=== Listed entries ===
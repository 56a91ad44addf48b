//! [Dictionary](https://inform-fiction.org/zmachine/standards/z1point1/sect13.html) lookup and lexical analysis
use std::cmp::Ordering;

use crate::{error::*, text, zmachine::ZMachine};

/// Dictionary table layout
struct Layout {
    separators: Vec<char>,
    entry_size: usize,
    /// Negative counts mark an unsorted dictionary
    entry_count: i16,
    entries: usize,
}

fn layout(zmachine: &ZMachine, dictionary: usize) -> Result<Layout, RuntimeError> {
    let separator_count = zmachine.read_byte(dictionary)? as usize;
    let mut separators = Vec::new();
    for i in 1..=separator_count {
        separators.push(zmachine.read_byte(dictionary + i)? as char);
    }

    let entry_size = zmachine.read_byte(dictionary + separator_count + 1)? as usize;
    let entry_count = zmachine.read_word(dictionary + separator_count + 2)? as i16;
    Ok(Layout {
        separators,
        entry_size,
        entry_count,
        entries: dictionary + separator_count + 4,
    })
}

/// Reads the encoded word of a dictionary entry
fn entry_words(zmachine: &ZMachine, address: usize) -> Result<Vec<u16>, RuntimeError> {
    let mut words = Vec::new();
    for i in 0..text::dictionary_words(zmachine.version()) {
        words.push(zmachine.read_word(address + (i * 2))?);
    }

    Ok(words)
}

/// Binary search of a sorted dictionary
///
/// # Returns
/// [Result] containing the address of the matching dictionary entry or 0 if not found or a [RuntimeError]
fn search_entry(zmachine: &ZMachine, layout: &Layout, word: &[u16]) -> Result<usize, RuntimeError> {
    let mut min = 0;
    let mut max = layout.entry_count as usize;
    while min < max {
        let pivot = min + ((max - min) / 2);
        let address = layout.entries + (pivot * layout.entry_size);
        match entry_words(zmachine, address)?.as_slice().cmp(word) {
            Ordering::Equal => return Ok(address),
            Ordering::Less => min = pivot + 1,
            Ordering::Greater => max = pivot,
        }
    }

    Ok(0)
}

/// Linear scan of an unsorted dictionary
fn scan_entry(zmachine: &ZMachine, layout: &Layout, word: &[u16]) -> Result<usize, RuntimeError> {
    for i in 0..layout.entry_count.unsigned_abs() as usize {
        let address = layout.entries + (i * layout.entry_size);
        if entry_words(zmachine, address)? == word {
            return Ok(address);
        }
    }

    Ok(0)
}

/// Finds a word in a dictionary
///
/// # Arguments
/// * `zmachine` - Reference to the zmachine
/// * `dictionary` - Byte address of the dictionary
/// * `word` - Word to look up, which is truncated to the dictionary resolution
///
/// # Returns
/// [Result] with the address of the dictionary entry, 0 if the word isn't present, or a [RuntimeError]
pub fn lookup(zmachine: &ZMachine, dictionary: usize, word: &str) -> Result<usize, RuntimeError> {
    let layout = layout(zmachine, dictionary)?;
    let encoded = text::encode_text(zmachine.version(), word);
    let entry = if layout.entry_count > 0 {
        search_entry(zmachine, &layout, &encoded)?
    } else {
        scan_entry(zmachine, &layout, &encoded)?
    };
    debug!(target: "app::input", "LEXICAL ANALYSIS: {:?} {:04x?} => ${:04x}", word, encoded, entry);
    Ok(entry)
}

/// Decodes every entry in a dictionary
///
/// # Arguments
/// * `zmachine` - Reference to the zmachine
/// * `dictionary` - Byte address of the dictionary
///
/// # Returns
/// [Result] with a vector of (entry address, word) tuples in table order or a [RuntimeError]
pub fn entries(
    zmachine: &ZMachine,
    dictionary: usize,
) -> Result<Vec<(usize, String)>, RuntimeError> {
    let layout = layout(zmachine, dictionary)?;
    let mut result = Vec::new();
    for i in 0..layout.entry_count.unsigned_abs() as usize {
        let address = layout.entries + (i * layout.entry_size);
        let words = entry_words(zmachine, address)?;
        result.push((address, text::from_vec(zmachine, &words, false)?));
    }

    Ok(result)
}

/// Splits input into (token, start index) pairs
///
/// Spaces separate tokens and are discarded; dictionary separators separate tokens and are tokens themselves.
/// Input bytes are ZSCII, so each byte is one character of the token.
fn tokens(data: &[u8], separators: &[char]) -> Vec<(String, usize)> {
    let mut result = Vec::new();
    let mut word = String::new();
    let mut word_start = 0;
    for (i, b) in data.iter().enumerate() {
        let c = text::zscii_char(*b as u16)
            .unwrap_or('?')
            .to_ascii_lowercase();
        if c == ' ' || separators.contains(&c) {
            if !word.is_empty() {
                result.push((word.clone(), word_start));
                word.clear();
            }
            if c != ' ' {
                result.push((c.to_string(), i));
            }
            word_start = i + 1;
        } else {
            word.push(c);
        }
    }

    if !word.is_empty() {
        result.push((word, word_start));
    }

    result
}

/// Reads the text from a text buffer
///
/// V1-4 buffers are zero-terminated from `text_buffer + 1`; V5+ buffers carry the length at `text_buffer + 1`.
fn buffer_text(zmachine: &ZMachine, text_buffer: usize) -> Result<Vec<u8>, RuntimeError> {
    let mut data = Vec::new();
    if zmachine.version() < 5 {
        let max = zmachine.read_byte(text_buffer)? as usize;
        for i in 1..=max {
            let b = zmachine.read_byte(text_buffer + i)?;
            if b == 0 {
                break;
            }
            data.push(b);
        }
    } else {
        let n = zmachine.read_byte(text_buffer + 1)? as usize;
        for i in 0..n {
            data.push(zmachine.read_byte(text_buffer + 2 + i)?);
        }
    }

    Ok(data)
}

/// Parse a text buffer into a parse buffer.
///
/// Each parsed token fills a 4-byte block: the dictionary entry address (or 0), the token length,
/// and the position of the token in the text buffer.
///
/// # Arguments
/// * `zmachine` - Reference to the zmachine
/// * `text_buffer` - Text buffer address
/// * `parse_buffer` - Parse buffer address
/// * `dictionary` - Dictionary address
/// * `flag` - if `true`, blocks for tokens not in the dictionary are left unchanged
///
/// # Returns
/// Empty [Result] or a [RuntimeError]
pub fn parse_text(
    zmachine: &mut ZMachine,
    text_buffer: usize,
    parse_buffer: usize,
    dictionary: usize,
    flag: bool,
) -> Result<(), RuntimeError> {
    debug!(target: "app::input", "LEXICAL ANALYSIS: text @ {:04x}, parse @ {:04x}, dictionary @ {:04x}, skip {}", text_buffer, parse_buffer, dictionary, flag);
    let separators = layout(zmachine, dictionary)?.separators;
    let data = buffer_text(zmachine, text_buffer)?;
    let offset = if zmachine.version() < 5 { 1 } else { 2 };
    let max_words = zmachine.read_byte(parse_buffer)? as usize;

    let tokens = tokens(&data, &separators);
    let count = usize::min(tokens.len(), max_words);
    for (i, (token, start)) in tokens.iter().take(count).enumerate() {
        let entry = lookup(zmachine, dictionary, token)?;
        if entry == 0 && flag {
            continue;
        }

        let block = parse_buffer + 2 + (i * 4);
        zmachine.write_word(block, entry as u16)?;
        zmachine.write_byte(block + 2, token.chars().count() as u8)?;
        zmachine.write_byte(block + 3, (start + offset) as u8)?;
    }

    zmachine.write_byte(parse_buffer + 1, count as u8)
}

#[cfg(test)]
mod tests {
    use crate::{assert_ok, assert_ok_eq, test_util::*};

    use super::*;

    fn store_text(map: &mut [u8], text: &str) {
        if map[0] < 5 {
            for (i, b) in text.bytes().enumerate() {
                map[0x381 + i] = b;
            }
        } else {
            map[0x381] = text.len() as u8;
            for (i, b) in text.bytes().enumerate() {
                map[0x382 + i] = b;
            }
        }
    }

    #[test]
    fn test_tokens() {
        let separators = vec!['.', ','];
        assert_eq!(
            tokens(b"take lamp, then  go.", &separators),
            vec![
                ("take".to_string(), 0),
                ("lamp".to_string(), 5),
                (",".to_string(), 9),
                ("then".to_string(), 11),
                ("go".to_string(), 17),
                (".".to_string(), 19),
            ]
        );
        assert!(tokens(b"   ", &separators).is_empty());
    }

    #[test]
    fn test_lookup_v3() {
        let mut map = test_map(3);
        mock_dictionary(&mut map);
        let zmachine = mock_zmachine(map);
        assert_ok_eq!(lookup(&zmachine, 0x600, "hello"), 0x607);
        assert_ok_eq!(lookup(&zmachine, 0x600, "inventory"), 0x610);
        assert_ok_eq!(lookup(&zmachine, 0x600, "look"), 0x619);
        assert_ok_eq!(lookup(&zmachine, 0x600, "sailor"), 0x622);
        assert_ok_eq!(lookup(&zmachine, 0x600, "xyzzy"), 0);
        assert_ok_eq!(lookup(&zmachine, 0x600, "aaa"), 0);
        assert_ok_eq!(lookup(&zmachine, 0x600, "zzz"), 0);
    }

    #[test]
    fn test_lookup_v5() {
        let mut map = test_map(5);
        mock_dictionary(&mut map);
        let zmachine = mock_zmachine(map);
        assert_ok_eq!(lookup(&zmachine, 0x600, "hello"), 0x607);
        assert_ok_eq!(lookup(&zmachine, 0x600, "inventory"), 0x610);
        assert_ok_eq!(lookup(&zmachine, 0x600, "look"), 0x619);
        assert_ok_eq!(lookup(&zmachine, 0x600, "sailor"), 0x622);
        assert_ok_eq!(lookup(&zmachine, 0x600, "inventor"), 0);
    }

    #[test]
    fn test_lookup_unsorted() {
        let mut map = test_map(5);
        mock_custom_dictionary(&mut map, 0x700);
        let zmachine = mock_zmachine(map);
        assert_ok_eq!(lookup(&zmachine, 0x700, "xyzzy"), 0x707);
        assert_ok_eq!(lookup(&zmachine, 0x700, "plover"), 0x710);
        assert_ok_eq!(lookup(&zmachine, 0x700, "moon"), 0x719);
        assert_ok_eq!(lookup(&zmachine, 0x700, "hello"), 0);
    }

    #[test]
    fn test_entries() {
        let mut map = test_map(3);
        mock_dictionary(&mut map);
        let zmachine = mock_zmachine(map);
        let entries = assert_ok!(entries(&zmachine, 0x600));
        assert_eq!(
            entries,
            vec![
                (0x607, "hello".to_string()),
                (0x610, "invent".to_string()),
                (0x619, "look".to_string()),
                (0x622, "sailor".to_string()),
            ]
        );
    }

    #[test]
    fn test_entries_round_trip() {
        for version in [3, 5] {
            let mut map = test_map(version);
            mock_dictionary(&mut map);
            let zmachine = mock_zmachine(map);
            for (address, word) in assert_ok!(entries(&zmachine, 0x600)) {
                assert_ok_eq!(lookup(&zmachine, 0x600, &word), address);
            }
        }
    }

    #[test]
    fn test_parse_text_v3() {
        let mut map = test_map(3);
        mock_dictionary(&mut map);
        map[0x3A0] = 4;
        store_text(&mut map, "look, sailor");
        let mut zmachine = mock_zmachine(map);
        assert_ok!(parse_text(&mut zmachine, 0x380, 0x3A0, 0x600, false));
        assert_ok_eq!(zmachine.read_byte(0x3A1), 3);
        assert_ok_eq!(zmachine.read_word(0x3A2), 0x619);
        assert_ok_eq!(zmachine.read_byte(0x3A4), 4);
        assert_ok_eq!(zmachine.read_byte(0x3A5), 1);
        // ',' is not in the dictionary
        assert_ok_eq!(zmachine.read_word(0x3A6), 0);
        assert_ok_eq!(zmachine.read_byte(0x3A8), 1);
        assert_ok_eq!(zmachine.read_byte(0x3A9), 5);
        assert_ok_eq!(zmachine.read_word(0x3AA), 0x622);
        assert_ok_eq!(zmachine.read_byte(0x3AC), 6);
        assert_ok_eq!(zmachine.read_byte(0x3AD), 7);
    }

    #[test]
    fn test_parse_text_v5_max_words() {
        let mut map = test_map(5);
        mock_dictionary(&mut map);
        map[0x3A0] = 2;
        store_text(&mut map, "hello sailor look");
        let mut zmachine = mock_zmachine(map);
        assert_ok!(parse_text(&mut zmachine, 0x380, 0x3A0, 0x600, false));
        assert_ok_eq!(zmachine.read_byte(0x3A1), 2);
        assert_ok_eq!(zmachine.read_word(0x3A2), 0x607);
        assert_ok_eq!(zmachine.read_byte(0x3A4), 5);
        assert_ok_eq!(zmachine.read_byte(0x3A5), 2);
        assert_ok_eq!(zmachine.read_word(0x3A6), 0x622);
        assert_ok_eq!(zmachine.read_byte(0x3A9), 8);
        assert_ok_eq!(zmachine.read_word(0x3AA), 0);
    }

    #[test]
    fn test_parse_text_accented() {
        let mut map = test_map(5);
        mock_dictionary(&mut map);
        map[0x3A0] = 4;
        // "café look", with 'é' as ZSCII 170
        map[0x381] = 9;
        for (i, b) in [b'c', b'a', b'f', 170, b' ', b'l', b'o', b'o', b'k']
            .iter()
            .enumerate()
        {
            map[0x382 + i] = *b;
        }
        let mut zmachine = mock_zmachine(map);
        assert_ok!(parse_text(&mut zmachine, 0x380, 0x3A0, 0x600, false));
        assert_ok_eq!(zmachine.read_byte(0x3A1), 2);
        assert_ok_eq!(zmachine.read_word(0x3A2), 0);
        assert_ok_eq!(zmachine.read_byte(0x3A4), 4);
        assert_ok_eq!(zmachine.read_byte(0x3A5), 2);
        assert_ok_eq!(zmachine.read_word(0x3A6), 0x619);
        assert_ok_eq!(zmachine.read_byte(0x3A8), 4);
        assert_ok_eq!(zmachine.read_byte(0x3A9), 7);
    }

    #[test]
    fn test_tokens_zscii() {
        assert_eq!(
            tokens(&[b'C', b'a', b'f', 170], &[]),
            vec![("café".to_string(), 0)]
        );
    }

    #[test]
    fn test_parse_text_flag() {
        let mut map = test_map(5);
        mock_dictionary(&mut map);
        map[0x3A0] = 4;
        // A previous pass left an entry for the second word
        map[0x3A6] = 0x12;
        map[0x3A7] = 0x34;
        store_text(&mut map, "look plugh");
        let mut zmachine = mock_zmachine(map);
        assert_ok!(parse_text(&mut zmachine, 0x380, 0x3A0, 0x600, true));
        assert_ok_eq!(zmachine.read_word(0x3A2), 0x619);
        assert_ok_eq!(zmachine.read_word(0x3A6), 0x1234);
        assert_ok_eq!(zmachine.read_byte(0x3A1), 2);
    }
}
===
**Exercise details:**
Return, exactly as they stand, the lines from the start of the records above through the line with "mark an unsorted dictionary", both ends included, and no other lines.

**Output of the exercise:**
repository 56a91ad44addf48b
//! [Dictionary](https://inform-fiction.org/zmachine/standards/z1point1/sect13.html) lookup and lexical analysis
use std::cmp::Ordering;

use crate::{error::*, text, zmachine::ZMachine};

/// Dictionary table layout
struct Layout {
    separators: Vec<char>,
    entry_size: usize,
    /// Negative counts mark an unsorted dictionary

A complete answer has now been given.